Siapa pun yang hidup akan merasa tersiksa. Tak terkecuali warga rawa-rawa.
Semenjak kemarau panjang lompatan si Katak menjadi tak selincah biasanya.
Si Cacing yang bersusah-payah dalam menggali tanah dan si Badak merasakan tubuhnya yang panas karena kulitnya yang tebal tak bisa berendam di dalam air supaya suhu tubuhnya menjadi normal.
Dengan kemarau panjang ini, semua nampak merasakan kesusahan.

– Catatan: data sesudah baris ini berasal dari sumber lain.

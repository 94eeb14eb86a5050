//! Sprint aggregate, its one-way lifecycle, and story membership records.

use super::{
    ParseSprintStatusError, ProjectId, SprintId, SprintTransitionError, StoryId,
    TrackerDomainError, text::bounded_trimmed,
};
use chrono::{DateTime, Utc};
use mockable::Clock;
use serde::{Deserialize, Serialize};
use std::fmt;

/// Sprint lifecycle state: `planning` → `active` → `closed`.
#[derive(Debug, Clone, Copy, PartialEq, Eq, Hash, Serialize, Deserialize)]
#[serde(rename_all = "snake_case")]
pub enum SprintStatus {
    /// Being prepared; not started yet.
    Planning,
    /// Running.
    Active,
    /// Finished. Terminal.
    Closed,
}

impl SprintStatus {
    /// Returns the canonical storage representation.
    #[must_use]
    pub const fn as_str(self) -> &'static str {
        match self {
            Self::Planning => "planning",
            Self::Active => "active",
            Self::Closed => "closed",
        }
    }
}

impl fmt::Display for SprintStatus {
    fn fmt(&self, f: &mut fmt::Formatter<'_>) -> fmt::Result {
        f.write_str(self.as_str())
    }
}

impl TryFrom<&str> for SprintStatus {
    type Error = ParseSprintStatusError;

    fn try_from(value: &str) -> Result<Self, Self::Error> {
        let normalized = value.trim().to_ascii_lowercase();
        match normalized.as_str() {
            "planning" => Ok(Self::Planning),
            "active" => Ok(Self::Active),
            "closed" => Ok(Self::Closed),
            _ => Err(ParseSprintStatusError(value.to_owned())),
        }
    }
}

/// Sprint name of 3 to 100 characters.
#[derive(Debug, Clone, PartialEq, Eq, Hash, Serialize, Deserialize)]
#[serde(try_from = "String", into = "String")]
pub struct SprintName(String);

impl SprintName {
    /// Creates a validated sprint name.
    ///
    /// # Errors
    ///
    /// Returns [`TrackerDomainError::TextLength`] when the trimmed value is
    /// outside 3..=100 characters.
    pub fn new(value: impl Into<String>) -> Result<Self, TrackerDomainError> {
        bounded_trimmed("sprint name", value, 3, 100).map(Self)
    }

    /// Returns the name as `str`.
    #[must_use]
    pub fn as_str(&self) -> &str {
        &self.0
    }
}

impl TryFrom<String> for SprintName {
    type Error = TrackerDomainError;

    fn try_from(value: String) -> Result<Self, Self::Error> {
        Self::new(value)
    }
}

impl From<SprintName> for String {
    fn from(value: SprintName) -> Self {
        value.0
    }
}

impl fmt::Display for SprintName {
    fn fmt(&self, f: &mut fmt::Formatter<'_>) -> fmt::Result {
        f.write_str(&self.0)
    }
}

/// Sprint aggregate root.
#[derive(Debug, Clone, PartialEq, Eq, Serialize, Deserialize)]
pub struct Sprint {
    id: SprintId,
    project_id: ProjectId,
    name: SprintName,
    status: SprintStatus,
    created_at: DateTime<Utc>,
    updated_at: DateTime<Utc>,
}

/// Parameter object for reconstructing a persisted sprint.
#[derive(Debug, Clone, PartialEq, Eq)]
pub struct PersistedSprintData {
    /// Persisted sprint identifier.
    pub id: SprintId,
    /// Owning project.
    pub project_id: ProjectId,
    /// Persisted name.
    pub name: SprintName,
    /// Persisted lifecycle state.
    pub status: SprintStatus,
    /// Persisted creation timestamp.
    pub created_at: DateTime<Utc>,
    /// Persisted latest lifecycle timestamp.
    pub updated_at: DateTime<Utc>,
}

impl Sprint {
    /// Reconstructs a sprint from persisted storage.
    #[must_use]
    pub fn from_persisted(data: PersistedSprintData) -> Self {
        Self {
            id: data.id,
            project_id: data.project_id,
            name: data.name,
            status: data.status,
            created_at: data.created_at,
            updated_at: data.updated_at,
        }
    }

    /// Returns the sprint identifier.
    #[must_use]
    pub const fn id(&self) -> SprintId {
        self.id
    }

    /// Returns the owning project.
    #[must_use]
    pub const fn project_id(&self) -> ProjectId {
        self.project_id
    }

    /// Returns the sprint name.
    #[must_use]
    pub const fn name(&self) -> &SprintName {
        &self.name
    }

    /// Returns the lifecycle state.
    #[must_use]
    pub const fn status(&self) -> SprintStatus {
        self.status
    }

    /// Returns the creation timestamp.
    #[must_use]
    pub const fn created_at(&self) -> DateTime<Utc> {
        self.created_at
    }

    /// Returns the latest lifecycle timestamp.
    #[must_use]
    pub const fn updated_at(&self) -> DateTime<Utc> {
        self.updated_at
    }

    /// Moves a planned sprint to `active`.
    ///
    /// # Errors
    ///
    /// Returns [`SprintTransitionError::AlreadyActive`] or
    /// [`SprintTransitionError::Closed`] when the sprint is not in planning.
    pub fn start(&mut self, clock: &impl Clock) -> Result<(), SprintTransitionError> {
        match self.status {
            SprintStatus::Planning => {
                self.status = SprintStatus::Active;
                self.updated_at = clock.utc();
                Ok(())
            }
            SprintStatus::Active => Err(SprintTransitionError::AlreadyActive(self.id)),
            SprintStatus::Closed => Err(SprintTransitionError::Closed(self.id)),
        }
    }

    /// Moves the sprint to `closed`.
    ///
    /// Closure preconditions on member stories are checked by the caller,
    /// which can see membership records.
    pub fn close(&mut self, clock: &impl Clock) {
        self.status = SprintStatus::Closed;
        self.updated_at = clock.utc();
    }
}

/// A sprint that has not been stored yet. Sprints start in planning.
#[derive(Debug, Clone, PartialEq, Eq)]
pub struct NewSprint {
    project_id: ProjectId,
    name: SprintName,
    created_at: DateTime<Utc>,
}

impl NewSprint {
    /// Prepares a sprint for insertion.
    #[must_use]
    pub fn new(project_id: ProjectId, name: SprintName, clock: &impl Clock) -> Self {
        Self {
            project_id,
            name,
            created_at: clock.utc(),
        }
    }

    /// Materialises the sprint under the identity chosen by the store.
    #[must_use]
    pub fn into_sprint(self, id: SprintId) -> Sprint {
        Sprint::from_persisted(PersistedSprintData {
            id,
            project_id: self.project_id,
            name: self.name,
            status: SprintStatus::Planning,
            created_at: self.created_at,
            updated_at: self.created_at,
        })
    }
}

/// The fact that a story was, or is, part of a sprint.
///
/// At most one record exists per (story, sprint) pair; a story can collect
/// records for several sprints over time.
#[derive(Debug, Clone, Copy, PartialEq, Eq, Serialize, Deserialize)]
pub struct SprintMembership {
    story_id: StoryId,
    sprint_id: SprintId,
    added_at: DateTime<Utc>,
}

impl SprintMembership {
    /// Records that `story_id` joined `sprint_id` now.
    #[must_use]
    pub fn new(story_id: StoryId, sprint_id: SprintId, clock: &impl Clock) -> Self {
        Self::from_persisted(story_id, sprint_id, clock.utc())
    }

    /// Reconstructs a membership record from persisted storage.
    #[must_use]
    pub const fn from_persisted(
        story_id: StoryId,
        sprint_id: SprintId,
        added_at: DateTime<Utc>,
    ) -> Self {
        Self {
            story_id,
            sprint_id,
            added_at,
        }
    }

    /// Returns the member story.
    #[must_use]
    pub const fn story_id(&self) -> StoryId {
        self.story_id
    }

    /// Returns the containing sprint.
    #[must_use]
    pub const fn sprint_id(&self) -> SprintId {
        self.sprint_id
    }

    /// Returns when the story joined the sprint.
    #[must_use]
    pub const fn added_at(&self) -> DateTime<Utc> {
        self.added_at
    }
}
//! Application services for the tracker.
//!
//! [`TrackerService`] is the single facade behind every transport. Each
//! operation is one store transaction: existence checks, workflow and
//! membership rules, and writes all happen inside it, so a rejected request
//! leaves the store untouched.

mod documents;
mod error;
mod lookup;
pub mod membership;
mod projects;
mod requests;
mod sprints;
mod stories;

pub use error::{
    ErrorKind, TrackedEntity, TrackerConflict, TrackerServiceError, TrackerServiceResult,
};
pub use requests::{
    AddCommentRequest, CreateDocumentRequest, CreateEpicRequest, CreateProjectRequest,
    CreateSprintRequest, CreateStoryRequest, DEFAULT_PAGE_LIMIT, ListStoriesRequest,
    MAX_PAGE_LIMIT, StoryPage, UpdateEpicRequest, UpdateStoryRequest,
};

use crate::tracker::ports::{TrackerStore, TrackerTransaction};
use mockable::Clock;
use std::sync::Arc;
use tracing::{error, warn};

/// Tracker orchestration service.
pub struct TrackerService<S, C>
where
    S: TrackerStore,
    C: Clock + Send + Sync + 'static,
{
    store: Arc<S>,
    clock: Arc<C>,
}

impl<S, C> Clone for TrackerService<S, C>
where
    S: TrackerStore,
    C: Clock + Send + Sync + 'static,
{
    fn clone(&self) -> Self {
        Self {
            store: Arc::clone(&self.store),
            clock: Arc::clone(&self.clock),
        }
    }
}

impl<S, C> TrackerService<S, C>
where
    S: TrackerStore,
    C: Clock + Send + Sync + 'static,
{
    /// Creates a new tracker service.
    #[must_use]
    pub const fn new(store: Arc<S>, clock: Arc<C>) -> Self {
        Self { store, clock }
    }

    /// Runs `work` as one store transaction and logs rejected requests.
    async fn run<T, F>(&self, operation: &'static str, work: F) -> TrackerServiceResult<T>
    where
        F: FnOnce(&mut dyn TrackerTransaction, &C) -> TrackerServiceResult<T> + Send + 'static,
        T: Send + 'static,
    {
        let clock = Arc::clone(&self.clock);
        let outcome = self
            .store
            .transaction(move |tx| work(tx, &*clock))
            .await;
        if let Err(err) = &outcome {
            match err.kind() {
                ErrorKind::Internal => error!(operation, error = %err, "tracker operation failed"),
                _ => warn!(operation, error = %err, "tracker operation rejected"),
            }
        }
        outcome
    }
}
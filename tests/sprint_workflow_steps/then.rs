//! Then steps for sprint workflow BDD scenarios.

use super::world::{SprintWorld, run_async};
use rstest_bdd_macros::then;
use taskboard::tracker::{
    domain::{SprintStatus, WorkflowStatus},
    services::{TrackerConflict, TrackerServiceError},
};

#[then("the last call succeeds")]
fn last_call_succeeds(world: &SprintWorld) -> Result<(), eyre::Report> {
    match world.last_outcome()? {
        Ok(()) => Ok(()),
        Err(err) => Err(eyre::eyre!("expected success, got {err}")),
    }
}

#[then(r#"the last call fails with a conflict naming sprint "{name}""#)]
fn conflict_names_sprint(world: &SprintWorld, name: String) -> Result<(), eyre::Report> {
    let expected = world.sprint_id(&name)?;
    let outcome = world.last_outcome()?;

    if !matches!(
        outcome,
        Err(TrackerServiceError::Conflict(TrackerConflict::InOtherActiveSprint { sprint, .. }))
            if *sprint == expected
    ) {
        return Err(eyre::eyre!(
            "expected a conflict naming sprint {name}, got {outcome:?}"
        ));
    }
    Ok(())
}

#[then(r#"the last call fails with a conflict mentioning "{text}""#)]
fn conflict_mentions(world: &SprintWorld, text: String) -> Result<(), eyre::Report> {
    match world.last_outcome()? {
        Err(err @ TrackerServiceError::Conflict(_)) if err.to_string().contains(&text) => Ok(()),
        other => Err(eyre::eyre!(
            "expected a conflict mentioning '{text}', got {other:?}"
        )),
    }
}

#[then("the last call fails with an already in sprint conflict")]
fn already_in_sprint(world: &SprintWorld) -> Result<(), eyre::Report> {
    let outcome = world.last_outcome()?;
    if !matches!(
        outcome,
        Err(TrackerServiceError::Conflict(TrackerConflict::AlreadyInSprint { .. }))
    ) {
        return Err(eyre::eyre!("expected AlreadyInSprint conflict, got {outcome:?}"));
    }
    Ok(())
}

#[then(r#"the last call fails with an invalid transition from "{from}" to "{to}""#)]
fn invalid_transition(world: &SprintWorld, from: String, to: String) -> Result<(), eyre::Report> {
    let outcome = world.last_outcome()?;
    let Err(TrackerServiceError::InvalidTransition(rejected)) = outcome else {
        return Err(eyre::eyre!("expected an invalid transition, got {outcome:?}"));
    };

    if rejected.from.as_str() != from || rejected.to.as_str() != to {
        return Err(eyre::eyre!(
            "expected {from} -> {to}, got {} -> {}",
            rejected.from,
            rejected.to
        ));
    }
    Ok(())
}

#[then("the close is blocked by the story")]
fn close_blocked_by_story(world: &SprintWorld) -> Result<(), eyre::Report> {
    let story = world.story_id()?;
    let outcome = world.last_outcome()?;

    if !matches!(
        outcome,
        Err(TrackerServiceError::Conflict(TrackerConflict::OpenStories { stories, .. }))
            if stories.contains(&story)
    ) {
        return Err(eyre::eyre!("expected open stories to block closure, got {outcome:?}"));
    }
    Ok(())
}

#[then(r#"the story status is "{status}""#)]
fn story_status_is(world: &SprintWorld, status: String) -> Result<(), eyre::Report> {
    let expected = WorkflowStatus::try_from(status.as_str())
        .map_err(|err| eyre::eyre!("invalid expected status in scenario: {err}"))?;
    let stored = run_async(world.service.find_story(world.story_id()?))?;

    if stored.status() != expected {
        return Err(eyre::eyre!(
            "expected status {expected}, found {}",
            stored.status()
        ));
    }
    Ok(())
}

#[then(r#"sprint "{name}" has status "{status}""#)]
fn sprint_status_is(world: &SprintWorld, name: String, status: String) -> Result<(), eyre::Report> {
    let expected = SprintStatus::try_from(status.as_str())
        .map_err(|err| eyre::eyre!("invalid sprint status in scenario: {err}"))?;
    let sprint = run_async(world.service.find_sprint(world.sprint_id(&name)?))?;

    if sprint.status() != expected {
        return Err(eyre::eyre!(
            "expected sprint {name} to be {}, found {}",
            expected.as_str(),
            sprint.status().as_str()
        ));
    }
    Ok(())
}

#[then(r#"sprint "{name}" holds {count} story"#)]
fn sprint_holds(world: &SprintWorld, name: String, count: usize) -> Result<(), eyre::Report> {
    let members = run_async(world.service.sprint_stories(world.sprint_id(&name)?))?;
    if members.len() != count {
        return Err(eyre::eyre!(
            "expected {count} member stories in {name}, found {}",
            members.len()
        ));
    }
    Ok(())
}
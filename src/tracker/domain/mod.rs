//! Domain model for the tracker.
//!
//! Entities are reconstructed from persisted data by the store; the domain
//! never generates identities itself. Values with length or membership rules
//! are validated once, when they are constructed at the system boundary.

mod comment;
mod document;
mod epic;
mod error;
mod ids;
mod project;
mod sprint;
mod story;
mod text;
mod workflow;

pub use comment::{
    Comment, CommentAuthor, CommentTarget, CommentText, NewComment, PersistedCommentData,
};
pub use document::{Document, DocumentFilter, DocumentKind, NewDocument, PersistedDocumentData};
pub use epic::{Epic, EpicFilter, EpicPatch, NewEpic, PersistedEpicData};
pub use error::{
    InvalidTransition, ParseDocumentKindError, ParsePriorityError, ParseSprintStatusError,
    ParseWorkflowStatusError, SprintTransitionError, TrackerDomainError,
};
pub use ids::{CommentId, DocumentId, EpicId, ProjectId, SprintId, StoryId};
pub use project::{NewProject, PersistedProjectData, Project, ProjectName};
pub use sprint::{
    NewSprint, PersistedSprintData, Sprint, SprintMembership, SprintName, SprintStatus,
};
pub use story::{
    Assignee, NewStory, PersistedStoryData, Priority, Story, StoryDescription, StoryFilter,
    StoryPatch, StoryPoints,
};
pub use text::Title;
pub use workflow::{WORKFLOW_ORDER, WorkflowStatus, validate_transition};
//! Behaviour tests for the sprint workflow rules.

#[path = "sprint_workflow_steps/mod.rs"]
mod sprint_workflow_steps_defs;

use rstest_bdd_macros::scenario;
use sprint_workflow_steps_defs::world::{SprintWorld, world};

#[scenario(
    path = "tests/features/sprint_workflow.feature",
    name = "Deliver a story through an active sprint"
)]
#[tokio::test(flavor = "multi_thread")]
async fn deliver_story_through_active_sprint(world: SprintWorld) {
    let _ = world;
}

#[scenario(
    path = "tests/features/sprint_workflow.feature",
    name = "Assign a story to the same sprint twice"
)]
#[tokio::test(flavor = "multi_thread")]
async fn assign_story_to_same_sprint_twice(world: SprintWorld) {
    let _ = world;
}

#[scenario(
    path = "tests/features/sprint_workflow.feature",
    name = "Start a sprint that is already active"
)]
#[tokio::test(flavor = "multi_thread")]
async fn start_active_sprint(world: SprintWorld) {
    let _ = world;
}

#[scenario(
    path = "tests/features/sprint_workflow.feature",
    name = "Start a closed sprint"
)]
#[tokio::test(flavor = "multi_thread")]
async fn start_closed_sprint(world: SprintWorld) {
    let _ = world;
}

#[scenario(
    path = "tests/features/sprint_workflow.feature",
    name = "Move a finished story back to the backlog"
)]
#[tokio::test(flavor = "multi_thread")]
async fn move_finished_story_back(world: SprintWorld) {
    let _ = world;
}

Mereka sangat merindukan hujan.
Meskipun merasa kesusahan, tidak ada satu pun di antara mereka yang mengeluh. Karena semua sama-sama memahami jika yang merasakan kesusahan bukanlah dirinya saja.
Sebagai pelopor Rawa, si Badak mengkhawatirkan nasib yang lainnya. Si Badak mendapatkan ide untuk mencari sebuah kolam baru.
Keesokan harinya ketika si Katak dan di Cacing masih tertidur pulas, di Badak perlahan berjalan menyusuri pinggiran hutan dan mulai menjauh dari tempat rawa.
Siang harinya terdapat seekor Gelatik yang sedang terbang kemudian mendarat di dekat Cacing dan Katak.
“Hai kalian, dimana si Badak? aku lapar ingin makan kutu sekaligus membersihkan kulitnya," ucap Gelatik itu.
"Aku tidak tahu,” Jawab si Katak.
“Semenjak pagi si Badak sudah tidak kelihatan ada di kolam," tambah di Cacing.
“Ke mana ya si Badak pergi?” tanya Gelatik penasaran.
“Entahlah Aku gak tahu, tapi jika dilihat, memang dia nampak gelisah."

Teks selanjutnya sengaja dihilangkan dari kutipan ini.